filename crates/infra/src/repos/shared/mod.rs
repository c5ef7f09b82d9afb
pub mod inmemory_repo;
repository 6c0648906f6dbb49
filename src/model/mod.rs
// MODEL: Game state and data
pub mod actor;
pub mod camera;
pub mod collectible;
pub mod scene;
pub mod track;

pub use actor::{ActorState, Pose};
pub use camera::Camera;
pub use collectible::{Coin, CoinField};
pub use scene::{MeshDesc, MeshId, MeshShape, SceneGraph, SceneNode};
pub use track::{TrackLayout, TrackPlan};
use thiserror::Error;

use crate::controller::BodyHandle;

/// Errors raised while wiring up or driving the game
#[derive(Error, Debug)]
pub enum GameError {
    /// A DOM element the front-end expects is not on the page
    #[error("missing element: {0}")]
    MissingElement(String),

    /// A browser API call failed
    #[error("js error: {0}")]
    Js(String),

    /// The physics world has no body for this handle
    #[error("unknown physics body {0:?}")]
    UnknownBody(BodyHandle),

    /// Snapshot could not be serialised
    #[error("snapshot serialisation failed: {0}")]
    Snapshot(#[from] serde_json::Error),
}

impl From<wasm_bindgen::JsValue> for GameError {
    fn from(value: wasm_bindgen::JsValue) -> Self {
        GameError::Js(value.as_string().unwrap_or_else(|| format!("{value:?}")))
    }
}

impl From<GameError> for wasm_bindgen::JsValue {
    fn from(err: GameError) -> Self {
        wasm_bindgen::JsValue::from_str(&err.to_string())
    }
}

TASK BRIEF: Scan the listing above, and wherever a line holds the word "Self", copy it.

WRITTEN RESPONSE:
    fn from(value: wasm_bindgen::JsValue) -> Self {
    fn from(err: GameError) -> Self {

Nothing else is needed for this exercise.